Here is the listing. Print it exactly.

• Supplied information:
###
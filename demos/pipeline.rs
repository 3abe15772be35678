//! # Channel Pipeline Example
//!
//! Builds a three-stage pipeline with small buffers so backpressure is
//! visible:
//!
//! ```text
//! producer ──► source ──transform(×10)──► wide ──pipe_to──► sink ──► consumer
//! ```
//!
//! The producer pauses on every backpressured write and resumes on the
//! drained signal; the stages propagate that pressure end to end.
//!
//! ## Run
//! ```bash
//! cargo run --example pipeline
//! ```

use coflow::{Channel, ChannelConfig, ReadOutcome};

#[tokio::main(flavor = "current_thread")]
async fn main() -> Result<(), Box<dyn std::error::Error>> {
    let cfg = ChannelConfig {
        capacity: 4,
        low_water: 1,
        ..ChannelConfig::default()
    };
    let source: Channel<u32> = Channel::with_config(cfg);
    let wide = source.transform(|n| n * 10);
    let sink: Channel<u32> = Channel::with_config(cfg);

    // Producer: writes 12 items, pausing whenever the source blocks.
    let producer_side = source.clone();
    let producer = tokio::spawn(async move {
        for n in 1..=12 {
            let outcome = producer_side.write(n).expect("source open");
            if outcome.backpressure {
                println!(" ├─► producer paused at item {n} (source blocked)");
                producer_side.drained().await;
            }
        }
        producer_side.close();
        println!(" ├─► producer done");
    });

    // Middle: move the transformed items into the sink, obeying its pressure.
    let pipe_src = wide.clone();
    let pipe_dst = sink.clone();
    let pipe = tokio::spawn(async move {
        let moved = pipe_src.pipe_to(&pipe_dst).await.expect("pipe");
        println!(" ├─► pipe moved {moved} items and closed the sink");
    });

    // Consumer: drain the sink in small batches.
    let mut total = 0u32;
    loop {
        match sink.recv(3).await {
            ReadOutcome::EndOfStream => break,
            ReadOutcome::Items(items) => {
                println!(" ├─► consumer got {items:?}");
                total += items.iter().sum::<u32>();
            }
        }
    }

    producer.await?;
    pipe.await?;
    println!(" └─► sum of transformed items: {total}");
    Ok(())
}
###
• Reply to the task:
filename demos/pipeline.rs
repository 3abe15772be35678
//! # Channel Pipeline Example
//!
//! Builds a three-stage pipeline with small buffers so backpressure is
//! visible:
//!
//! ```text
//! producer ──► source ──transform(×10)──► wide ──pipe_to──► sink ──► consumer
//! ```
//!
//! The producer pauses on every backpressured write and resumes on the
//! drained signal; the stages propagate that pressure end to end.
//!
//! ## Run
//! ```bash
//! cargo run --example pipeline
//! ```

use coflow::{Channel, ChannelConfig, ReadOutcome};

#[tokio::main(flavor = "current_thread")]
async fn main() -> Result<(), Box<dyn std::error::Error>> {
    let cfg = ChannelConfig {
        capacity: 4,
        low_water: 1,
        ..ChannelConfig::default()
    };
    let source: Channel<u32> = Channel::with_config(cfg);
    let wide = source.transform(|n| n * 10);
    let sink: Channel<u32> = Channel::with_config(cfg);

    // Producer: writes 12 items, pausing whenever the source blocks.
    let producer_side = source.clone();
    let producer = tokio::spawn(async move {
        for n in 1..=12 {
            let outcome = producer_side.write(n).expect("source open");
            if outcome.backpressure {
                println!(" ├─► producer paused at item {n} (source blocked)");
                producer_side.drained().await;
            }
        }
        producer_side.close();
        println!(" ├─► producer done");
    });

    // Middle: move the transformed items into the sink, obeying its pressure.
    let pipe_src = wide.clone();
    let pipe_dst = sink.clone();
    let pipe = tokio::spawn(async move {
        let moved = pipe_src.pipe_to(&pipe_dst).await.expect("pipe");
        println!(" ├─► pipe moved {moved} items and closed the sink");
    });

    // Consumer: drain the sink in small batches.
    let mut total = 0u32;
    loop {
        match sink.recv(3).await {
            ReadOutcome::EndOfStream => break,
            ReadOutcome::Items(items) => {
                println!(" ├─► consumer got {items:?}");
                total += items.iter().sum::<u32>();
            }
        }
    }

    producer.await?;
    pipe.await?;
    println!(" └─► sum of transformed items: {total}");
    Ok(())
}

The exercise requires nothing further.